__WORK TO BE COMPLETED__.
Each line holding the word "budget" must appear in the answer, copied from the entries.

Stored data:

========================================

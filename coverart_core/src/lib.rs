//! Coverart Core Library
//!
//! Tiered artwork fetch-and-cache pipeline: an in-memory LRU, a transactional
//! on-disk cache, permanent cover files for library titles, and pluggable
//! network fetch strategies, sequenced by a [`Resolver`].

pub mod artwork;
pub mod cache;
pub mod config;
pub mod error;
pub mod fetch;
pub mod image;
pub mod key;
pub mod request;
pub mod resolver;

// Re-export main types
pub use artwork::{Artwork, ArtworkKeys, MediaKind, MediaRef, UrlTemplate, library_covers};
pub use cache::{
    CoverStore, DiskCache, DiskCacheSizing, DiskCacheStats, Editor, LibraryCoverStore,
    MemoryCache, MemoryCacheConfig, MemoryCacheStats, Snapshot,
};
pub use config::{NetworkConfig, PipelineConfig};
pub use error::{Error, Result};
pub use fetch::{
    ArtworkUrl, HttpBufferedFetcher, HttpStreamedFetcher, NetworkFetcher, RawPayload,
    StreamedBody,
};
pub use image::{DecodedImage, ImageDecoder, ImageFormat, PassthroughDecoder};
pub use key::{CacheKey, KeyDeriver, derive_key};
pub use request::{DataSource, FetchResult, RequestPolicy};
pub use resolver::{OverrideHook, Resolver, ResolverBuilder};
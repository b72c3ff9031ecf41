//! Network related error types

use thiserror::Error;

/// Errors raised while transferring artwork from the network
#[derive(Error, Debug)]
pub enum NetworkError {
    /// No route to the artwork host
    #[error("Network is offline or the artwork host is unreachable")]
    Offline,

    /// The transfer did not finish in time
    #[error("Request timed out: {url}")]
    Timeout { url: String },

    /// Non-success HTTP status
    #[error("HTTP {status} from {url}")]
    HttpStatus { status: u16, url: String },

    /// Transport failure while sending or reading a body
    #[error("Transfer failed: {message}")]
    Transport { message: String },

    /// No URL could be built for the requested item
    #[error("No artwork URL for '{item}'")]
    MissingUrl { item: String },
}

impl NetworkError {
    /// Create an HTTP status error
    pub fn http_status(status: u16, url: &str) -> Self {
        Self::HttpStatus {
            status,
            url: url.to_string(),
        }
    }

    /// Create a transport error
    pub fn transport(message: impl Into<String>) -> Self {
        Self::Transport {
            message: message.into(),
        }
    }

    /// Create a missing URL error
    pub fn missing_url(item: impl Into<String>) -> Self {
        Self::MissingUrl { item: item.into() }
    }

    /// Classify a reqwest failure
    pub fn from_reqwest(err: reqwest::Error) -> Self {
        let url = err
            .url()
            .map(|u| u.to_string())
            .unwrap_or_else(|| "<unknown>".to_string());

        if err.is_timeout() {
            Self::Timeout { url }
        } else if err.is_connect() {
            Self::Offline
        } else if let Some(status) = err.status() {
            Self::http_status(status.as_u16(), &url)
        } else {
            Self::transport(err.to_string())
        }
    }

    /// Check if this error is transient and can be retried by the caller
    pub fn is_transient(&self) -> bool {
        match self {
            Self::Offline | Self::Timeout { .. } | Self::Transport { .. } => true,
            Self::HttpStatus { status, .. } => matches!(status, 408 | 429 | 500..=504),
            Self::MissingUrl { .. } => false,
        }
    }
}

#[cfg(test)]
mod tests {
    use super::*;

    #[test]
    fn test_offline_error() {
        let error = NetworkError::Offline;
        assert!(error.to_string().contains("offline"));
        assert!(error.is_transient());
    }

    #[test]
    fn test_http_status_error() {
        let error = NetworkError::http_status(502, "https://img.example/w500/42.jpg");
        assert!(error.to_string().contains("502"));
        assert!(error.to_string().contains("w500/42.jpg"));
        assert!(error.is_transient());
    }

    #[test]
    fn test_client_errors_are_permanent() {
        let error = NetworkError::http_status(404, "https://img.example/w500/42.jpg");
        assert!(!error.is_transient());
    }

    #[test]
    fn test_missing_url_error() {
        let error = NetworkError::missing_url("book:7:w342");
        assert!(error.to_string().contains("book:7:w342"));
        assert!(!error.is_transient());
    }
}
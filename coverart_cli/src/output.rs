//! Output formatting for command results

use crate::service::StorageStats;
use anyhow::Result;
use colored::Colorize;
use coverart_core::{CacheKey, FetchResult, ImageFormat};
use serde::Serialize;
use std::path::PathBuf;

/// Output format enumeration
#[derive(Debug, Clone, Copy, PartialEq, Eq, clap::ValueEnum)]
pub enum OutputFormat {
    Text,
    Json,
}

/// Printable outcome of `coverart fetch`
#[derive(Debug, Clone, Serialize)]
pub struct FetchReport {
    pub key: String,
    pub source: String,
    pub format: ImageFormat,
    pub bytes: u64,
    pub saved_to: Option<PathBuf>,
}

impl FetchReport {
    pub fn new(key: &CacheKey, result: &FetchResult, saved_to: Option<PathBuf>) -> Self {
        Self {
            key: key.to_string(),
            source: result.source.to_string(),
            format: result.image.format(),
            bytes: result.image.byte_size(),
            saved_to,
        }
    }

    pub fn render(&self, format: OutputFormat) -> Result<String> {
        match format {
            OutputFormat::Json => Ok(serde_json::to_string_pretty(self)?),
            OutputFormat::Text => {
                let mut lines = vec![
                    format!("{} {}", "Source:".bold(), self.source.green()),
                    format!("{}    {}", "Key:".bold(), self.key),
                    format!("{} {}", "Format:".bold(), self.format.extension()),
                    format!("{}  {}", "Bytes:".bold(), self.bytes),
                ];
                if let Some(path) = &self.saved_to {
                    lines.push(format!("{}  {}", "Saved:".bold(), path.display()));
                }
                Ok(lines.join("\n"))
            }
        }
    }
}

/// Render storage statistics
pub fn render_stats(stats: &StorageStats, format: OutputFormat) -> Result<String> {
    match format {
        OutputFormat::Json => Ok(serde_json::to_string_pretty(stats)?),
        OutputFormat::Text => Ok([
            format!("{}", "Disk cache".bold().blue()),
            format!("  Directory: {}", stats.cache_dir.display()),
            format!("  Entries:   {}", stats.cache_entries),
            format!(
                "  Size:      {} / {}",
                human_bytes(stats.cache_bytes),
                human_bytes(stats.cache_max_bytes)
            ),
            format!("{}", "Covers".bold().blue()),
            format!("  Directory: {}", stats.covers_dir.display()),
            format!("  Files:     {}", stats.cover_files),
            format!("  Size:      {}", human_bytes(stats.cover_bytes)),
        ]
        .join("\n")),
    }
}

/// Format a byte count with a binary unit
pub fn human_bytes(bytes: u64) -> String {
    const UNITS: [&str; 4] = ["B", "KiB", "MiB", "GiB"];
    let mut value = bytes as f64;
    let mut unit = 0;
    while value >= 1024.0 && unit < UNITS.len() - 1 {
        value /= 1024.0;
        unit += 1;
    }
    if unit == 0 {
        format!("{bytes} B")
    } else {
        format!("{value:.1} {}", UNITS[unit])
    }
}
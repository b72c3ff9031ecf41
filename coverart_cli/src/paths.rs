//! Centralized path management for the coverart CLI
//!
//! This module provides utilities for consistently locating the data,
//! cache, cover and configuration directories.

use std::path::PathBuf;

/// The name of the application directory used across all platforms
const APP_DATA_DIR: &str = "coverart";

/// The name of the generic disk cache subdirectory
const CACHE_SUBDIR: &str = "cache";

/// The name of the permanent cover subdirectory
const COVERS_SUBDIR: &str = "covers";

/// Returns the base data directory for the application
///
/// On Unix-like systems this is `~/.local/share/coverart`; on Windows,
/// `%APPDATA%/coverart`. Falls back to `.coverart` in the current directory
/// when no standard location exists.
pub fn get_data_dir() -> PathBuf {
    dirs::data_dir()
        .map(|d| d.join(APP_DATA_DIR))
        .unwrap_or_else(|| PathBuf::from(".coverart"))
}

/// Returns the default generic disk cache directory
pub fn get_cache_dir() -> PathBuf {
    get_data_dir().join(CACHE_SUBDIR)
}

/// Returns the default permanent cover directory
///
/// Covers are kept apart from the cache so clearing the cache never touches
/// them.
pub fn get_covers_dir() -> PathBuf {
    get_data_dir().join(COVERS_SUBDIR)
}

/// Returns the configuration directory
///
/// `XDG_CONFIG_HOME` wins on every non-Windows platform, including macOS.
pub fn get_config_dir() -> PathBuf {
    #[cfg(not(target_os = "windows"))]
    if let Ok(xdg_config) = std::env::var("XDG_CONFIG_HOME")
        && !xdg_config.is_empty()
    {
        return PathBuf::from(xdg_config).join(APP_DATA_DIR);
    }

    dirs::config_dir()
        .map(|d| d.join(APP_DATA_DIR))
        .unwrap_or_else(|| PathBuf::from(".coverart"))
}

/// Returns the path to the configuration file
pub fn get_config_path() -> PathBuf {
    get_config_dir().join("config.toml")
}

#[cfg(test)]
mod tests {
    use super::*;

    #[test]
    fn test_cache_and_covers_are_siblings() {
        let cache_dir = get_cache_dir();
        let covers_dir = get_covers_dir();

        assert_eq!(cache_dir.parent(), covers_dir.parent());
        assert_ne!(cache_dir, covers_dir);
        assert!(cache_dir.starts_with(get_data_dir()));
    }

    #[test]
    fn test_all_paths_use_app_name() {
        let paths = [
            ("data", get_data_dir()),
            ("cache", get_cache_dir()),
            ("config", get_config_dir()),
        ];

        for (name, path) in paths.iter() {
            assert!(
                path.to_string_lossy().contains("coverart"),
                "{} path should contain 'coverart': {}",
                name,
                path.display()
            );
        }
    }

    #[test]
    fn test_config_file_name() {
        assert_eq!(
            get_config_path().file_name().and_then(|n| n.to_str()),
            Some("config.toml")
        );
    }
}
//! Incrementally read response bodies

use crate::error::{NetworkError, Result};
use bytes::{Bytes, BytesMut};
use futures::stream::{self, BoxStream};
use futures::{Stream, StreamExt};

/// Boxed stream of body chunks
pub type ByteStream = BoxStream<'static, Result<Bytes>>;

/// A response body that may be peeked before it is consumed
///
/// [`StreamedBody::peek`] pulls the rest of the transfer into an internal
/// buffer and returns a copy; the chunks are replayed by
/// [`StreamedBody::into_stream`], so the primary consumer always sees the
/// full payload.
pub struct StreamedBody {
    buffered: Vec<Bytes>,
    inner: Option<ByteStream>,
    failure: Option<String>,
    served_from_cache: bool,
    content_length: Option<u64>,
}

impl StreamedBody {
    pub fn new<S>(stream: S) -> Self
    where
        S: Stream<Item = Result<Bytes>> + Send + 'static,
    {
        Self {
            buffered: Vec::new(),
            inner: Some(stream.boxed()),
            failure: None,
            served_from_cache: false,
            content_length: None,
        }
    }

    /// Body backed by chunks already in memory
    pub fn from_chunks(chunks: Vec<Bytes>) -> Self {
        Self::new(stream::iter(chunks.into_iter().map(Ok)))
    }

    /// Mark the body as answered from the transport's own cache
    pub fn with_served_from_cache(mut self, served: bool) -> Self {
        self.served_from_cache = served;
        self
    }

    pub fn with_content_length(mut self, length: Option<u64>) -> Self {
        self.content_length = length;
        self
    }

    pub fn served_from_cache(&self) -> bool {
        self.served_from_cache
    }

    pub fn content_length(&self) -> Option<u64> {
        self.content_length
    }

    /// Read the whole body without consuming it
    ///
    /// A transfer error is returned here and replayed to the primary
    /// consumer, so a broken body can never be mistaken for a short one.
    pub async fn peek(&mut self) -> Result<Bytes> {
        if let Some(mut inner) = self.inner.take() {
            while let Some(chunk) = inner.next().await {
                match chunk {
                    Ok(chunk) => self.buffered.push(chunk),
                    Err(e) => {
                        self.failure = Some(e.to_string());
                        return Err(e);
                    }
                }
            }
        }
        if let Some(message) = &self.failure {
            return Err(NetworkError::transport(message.clone()).into());
        }

        let total = self.buffered.iter().map(Bytes::len).sum();
        let mut out = BytesMut::with_capacity(total);
        for chunk in &self.buffered {
            out.extend_from_slice(chunk);
        }
        Ok(out.freeze())
    }

    /// Consume the body as a stream, starting with any peeked chunks
    pub fn into_stream(self) -> ByteStream {
        let head = stream::iter(self.buffered.into_iter().map(Ok));
        let tail: ByteStream = match (self.inner, self.failure) {
            (Some(inner), _) => inner,
            (None, Some(message)) => {
                let failure: crate::Error = NetworkError::transport(message).into();
                stream::once(async move { Err::<Bytes, _>(failure) }).boxed()
            }
            (None, None) => stream::empty::<Result<Bytes>>().boxed(),
        };
        head.chain(tail).boxed()
    }

    /// Consume the body into one buffer
    pub async fn into_bytes(mut self) -> Result<Bytes> {
        self.peek().await
    }
}

impl std::fmt::Debug for StreamedBody {
    fn fmt(&self, f: &mut std::fmt::Formatter<'_>) -> std::fmt::Result {
        f.debug_struct("StreamedBody")
            .field("buffered_chunks", &self.buffered.len())
            .field("exhausted", &self.inner.is_none())
            .field("served_from_cache", &self.served_from_cache)
            .field("content_length", &self.content_length)
            .finish()
    }
}
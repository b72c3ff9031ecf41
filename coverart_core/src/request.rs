//! Per-request policy and the result handed back to callers

use crate::image::DecodedImage;
use serde::{Deserialize, Serialize};

/// Which tiers a single resolution may read from or write to
///
/// Writing to memory is not configurable: every successful resolution lands
/// in the memory cache.
#[derive(Debug, Clone, Copy, PartialEq, Eq, Serialize, Deserialize)]
pub struct RequestPolicy {
    pub memory_read: bool,
    pub disk_read: bool,
    pub disk_write: bool,
}

impl Default for RequestPolicy {
    fn default() -> Self {
        Self {
            memory_read: true,
            disk_read: true,
            disk_write: true,
        }
    }
}

impl RequestPolicy {
    /// Skip every cache read and persist nothing to disk
    pub fn network_only() -> Self {
        Self {
            memory_read: false,
            disk_read: false,
            disk_write: false,
        }
    }

    pub fn with_memory_read(mut self, enabled: bool) -> Self {
        self.memory_read = enabled;
        self
    }

    pub fn with_disk_read(mut self, enabled: bool) -> Self {
        self.disk_read = enabled;
        self
    }

    pub fn with_disk_write(mut self, enabled: bool) -> Self {
        self.disk_write = enabled;
        self
    }
}

/// Tier a resolved image came from
#[derive(Debug, Clone, Copy, PartialEq, Eq, Hash, Serialize, Deserialize)]
pub enum DataSource {
    Memory,
    Disk,
    Network,
}

impl std::fmt::Display for DataSource {
    fn fmt(&self, f: &mut std::fmt::Formatter<'_>) -> std::fmt::Result {
        let name = match self {
            Self::Memory => "memory",
            Self::Disk => "disk",
            Self::Network => "network",
        };
        f.write_str(name)
    }
}

/// Outcome of a successful resolution
#[derive(Debug, Clone, PartialEq, Eq)]
pub struct FetchResult {
    pub image: DecodedImage,
    pub source: DataSource,
}

impl FetchResult {
    pub fn new(image: DecodedImage, source: DataSource) -> Self {
        Self { image, source }
    }
}

#[cfg(test)]
mod tests {
    use super::*;

    #[test]
    fn test_default_policy_enables_everything() {
        let policy = RequestPolicy::default();
        assert!(policy.memory_read && policy.disk_read && policy.disk_write);
    }

    #[test]
    fn test_policy_builders() {
        let policy = RequestPolicy::default()
            .with_memory_read(false)
            .with_disk_write(false);

        assert!(!policy.memory_read);
        assert!(policy.disk_read);
        assert!(!policy.disk_write);
        assert_eq!(RequestPolicy::network_only(), policy.with_disk_read(false));
    }

    #[test]
    fn test_data_source_display() {
        assert_eq!(DataSource::Memory.to_string(), "memory");
        assert_eq!(DataSource::Network.to_string(), "network");
    }
}
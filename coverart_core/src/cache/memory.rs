//! Memory-based artwork cache
//!
//! Bounded by total decoded bytes (and optionally entry count) with
//! least-recently-used eviction. A miss is always a legal outcome.

use crate::image::DecodedImage;
use crate::key::CacheKey;
use serde::{Deserialize, Serialize};
use std::collections::{BTreeMap, HashMap};
use tokio::sync::Mutex;

/// Configuration for the memory cache
#[derive(Debug, Clone, PartialEq, Eq, Serialize, Deserialize)]
#[serde(default)]
pub struct MemoryCacheConfig {
    /// Maximum number of entries to keep in cache
    pub max_entries: Option<usize>,
    /// Maximum total decoded bytes to hold
    pub max_memory_bytes: u64,
}

impl Default for MemoryCacheConfig {
    fn default() -> Self {
        Self {
            max_entries: None,
            max_memory_bytes: 64 * 1024 * 1024, // 64MB default
        }
    }
}

/// Memory cache statistics
#[derive(Debug, Clone, Default, PartialEq, Eq)]
pub struct MemoryCacheStats {
    pub entry_count: usize,
    pub total_size_bytes: u64,
    pub hit_count: u64,
    pub miss_count: u64,
    pub eviction_count: u64,
}

struct MemoryEntry {
    image: DecodedImage,
    size: u64,
    last_access: u64,
}

#[derive(Default)]
struct MemoryState {
    entries: HashMap<CacheKey, MemoryEntry>,
    // access tick -> key, oldest first
    recency: BTreeMap<u64, CacheKey>,
    tick: u64,
    stats: MemoryCacheStats,
}

impl MemoryState {
    fn next_tick(&mut self) -> u64 {
        self.tick += 1;
        self.tick
    }

    fn detach(&mut self, key: &CacheKey) -> Option<MemoryEntry> {
        let entry = self.entries.remove(key)?;
        self.recency.remove(&entry.last_access);
        self.stats.entry_count -= 1;
        self.stats.total_size_bytes = self.stats.total_size_bytes.saturating_sub(entry.size);
        Some(entry)
    }

    fn evict_oldest(&mut self) -> bool {
        let Some((_, key)) = self.recency.pop_first() else {
            return false;
        };
        if let Some(entry) = self.entries.remove(&key) {
            self.stats.entry_count -= 1;
            self.stats.total_size_bytes = self.stats.total_size_bytes.saturating_sub(entry.size);
            self.stats.eviction_count += 1;
            log::trace!("Evicted {key} from memory cache");
        }
        true
    }
}

/// Process-wide decoded artwork cache shared by all resolutions
pub struct MemoryCache {
    state: Mutex<MemoryState>,
    config: MemoryCacheConfig,
}

impl MemoryCache {
    /// Create a new memory cache with default configuration
    pub fn new() -> Self {
        Self::with_config(MemoryCacheConfig::default())
    }

    /// Create a new memory cache with custom configuration
    pub fn with_config(config: MemoryCacheConfig) -> Self {
        Self {
            state: Mutex::new(MemoryState::default()),
            config,
        }
    }

    pub fn config(&self) -> &MemoryCacheConfig {
        &self.config
    }

    /// Look up an image, marking it most recently used on a hit
    pub async fn get(&self, key: &CacheKey) -> Option<DecodedImage> {
        let mut state = self.state.lock().await;
        let tick = state.next_tick();

        let MemoryState {
            entries,
            recency,
            stats,
            ..
        } = &mut *state;

        match entries.get_mut(key) {
            Some(entry) => {
                recency.remove(&entry.last_access);
                entry.last_access = tick;
                recency.insert(tick, key.clone());
                stats.hit_count += 1;
                Some(entry.image.clone())
            }
            None => {
                stats.miss_count += 1;
                None
            }
        }
    }

    /// Store an image, replacing any previous entry for the key
    ///
    /// An image larger than the whole budget is not retained.
    pub async fn put(&self, key: &CacheKey, image: DecodedImage) {
        let size = image.byte_size();
        let mut state = self.state.lock().await;

        state.detach(key);

        if size > self.config.max_memory_bytes {
            log::debug!(
                "Not caching {key} in memory: {size} bytes exceeds budget of {}",
                self.config.max_memory_bytes
            );
            return;
        }

        while state.stats.total_size_bytes + size > self.config.max_memory_bytes {
            if !state.evict_oldest() {
                break;
            }
        }
        if let Some(max) = self.config.max_entries {
            while state.entries.len() >= max {
                if !state.evict_oldest() {
                    break;
                }
            }
        }

        let tick = state.next_tick();
        state.recency.insert(tick, key.clone());
        state.entries.insert(
            key.clone(),
            MemoryEntry {
                image,
                size,
                last_access: tick,
            },
        );
        state.stats.entry_count += 1;
        state.stats.total_size_bytes += size;
    }

    /// Check for an entry without touching recency or statistics
    pub async fn contains(&self, key: &CacheKey) -> bool {
        self.state.lock().await.entries.contains_key(key)
    }

    /// Remove a specific entry
    pub async fn remove(&self, key: &CacheKey) -> Option<DecodedImage> {
        let mut state = self.state.lock().await;
        state.detach(key).map(|entry| entry.image)
    }

    /// Drop every entry and reset statistics
    pub async fn clear(&self) {
        let mut state = self.state.lock().await;
        *state = MemoryState::default();
    }

    pub async fn stats(&self) -> MemoryCacheStats {
        self.state.lock().await.stats.clone()
    }
}

impl Default for MemoryCache {
    fn default() -> Self {
        Self::new()
    }
}
//! Error types for the coverart pipeline
//!
//! Errors are grouped by where they originate so callers can decide what to
//! surface: storage, the network transport, caller-supplied input, or the
//! pipeline's own bookkeeping.

use thiserror::Error;

pub mod internal;
pub mod io;
pub mod network;
pub mod validation;

pub(crate) use self::io::at_path;
pub use self::io::{IoError, IoErrorKind};
pub use self::network::NetworkError;
pub use self::validation::ValidationError;
pub use internal::InternalError;

/// Result type alias for the library
pub type Result<T> = std::result::Result<T, Error>;

/// Main error type for the coverart pipeline
///
/// Errors are categorized into four main types:
/// - I/O errors: cache directory and cover file operations
/// - Network errors: artwork transfer failures
/// - Validation errors: undecidable keys and bad configuration
/// - Internal errors: decoding and cache index bookkeeping
#[derive(Error, Debug)]
pub enum Error {
    /// I/O related errors
    #[error(transparent)]
    Io(#[from] IoError),

    /// Network related errors
    #[error(transparent)]
    Network(#[from] NetworkError),

    /// Validation related errors
    #[error(transparent)]
    Validation(#[from] ValidationError),

    /// Internal library errors
    #[error(transparent)]
    Internal(#[from] InternalError),
}

impl Error {
    /// Whether retrying the same resolution later could succeed
    pub fn is_transient(&self) -> bool {
        match self {
            Self::Network(err) => err.is_transient(),
            Self::Io(err) => err.kind == IoErrorKind::Other,
            _ => false,
        }
    }
}

// Conversions from external error types

impl From<std::io::Error> for Error {
    fn from(source: std::io::Error) -> Self {
        Self::Io(IoError::from_std(source))
    }
}

impl From<reqwest::Error> for Error {
    fn from(err: reqwest::Error) -> Self {
        Self::Network(NetworkError::from_reqwest(err))
    }
}

impl From<serde_json::Error> for Error {
    fn from(err: serde_json::Error) -> Self {
        Self::Internal(InternalError::cache_index(format!(
            "Failed to (de)serialize cache index: {err}"
        )))
    }
}

#[cfg(test)]
mod tests {
    use super::*;
    use std::error::Error as StdError;
    use std::io;
    use std::path::Path;

    #[test]
    fn test_file_not_found_error_creation() {
        let path = Path::new("/covers/movie/42.jpg");
        let error = Error::Io(IoError::file_not_found(path));

        match error {
            Error::Io(io_err) => {
                assert_eq!(io_err.kind, IoErrorKind::FileNotFound);
                assert_eq!(io_err.path, Some(path.to_path_buf()));
            }
            _ => panic!("Expected Io error"),
        }
    }

    #[test]
    fn test_missing_cache_key_error() {
        let error = Error::Validation(ValidationError::missing_cache_key("movie:42"));

        assert!(matches!(
            error,
            Error::Validation(ValidationError::MissingCacheKey { .. })
        ));
        assert!(error.to_string().contains("movie:42"));
        assert!(!error.is_transient());
    }

    #[test]
    fn test_network_errors_are_transient() {
        assert!(Error::Network(NetworkError::Offline).is_transient());
        assert!(Error::Network(NetworkError::http_status(503, "https://x/y.jpg")).is_transient());
        assert!(!Error::Network(NetworkError::http_status(404, "https://x/y.jpg")).is_transient());
    }

    #[test]
    fn test_decode_error_display() {
        let error = Error::Internal(InternalError::decode("movie:42:w500", "truncated stream"));
        let display = error.to_string();

        assert!(display.contains("movie:42:w500"));
        assert!(display.contains("truncated stream"));
    }

    #[test]
    fn test_from_io_error() {
        let io_error = io::Error::new(io::ErrorKind::NotFound, "missing blob");
        let error: Error = io_error.into();

        match error {
            Error::Io(io_err) => assert_eq!(io_err.kind, IoErrorKind::FileNotFound),
            _ => panic!("Expected Io error"),
        }
    }

    #[test]
    fn test_from_json_error_is_index_error() {
        let json_error = serde_json::from_str::<u32>("not json").unwrap_err();
        let error: Error = json_error.into();

        assert!(matches!(
            error,
            Error::Internal(InternalError::CacheIndex { .. })
        ));
    }

    #[test]
    fn test_error_source_chain() {
        let io_error = io::Error::new(io::ErrorKind::PermissionDenied, "Access denied");
        let error = Error::Io(IoError::permission_denied(Path::new("/covers"), io_error));

        assert!(error.source().is_some());
    }

    #[test]
    fn test_error_is_send_and_sync() {
        fn assert_send<T: Send>() {}
        fn assert_sync<T: Sync>() {}

        assert_send::<Error>();
        assert_sync::<Error>();
    }
}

========================================

__ANSWER__.
    /// An image larger than the whole budget is not retained.
                "Not caching {key} in memory: {size} bytes exceeds budget of {}",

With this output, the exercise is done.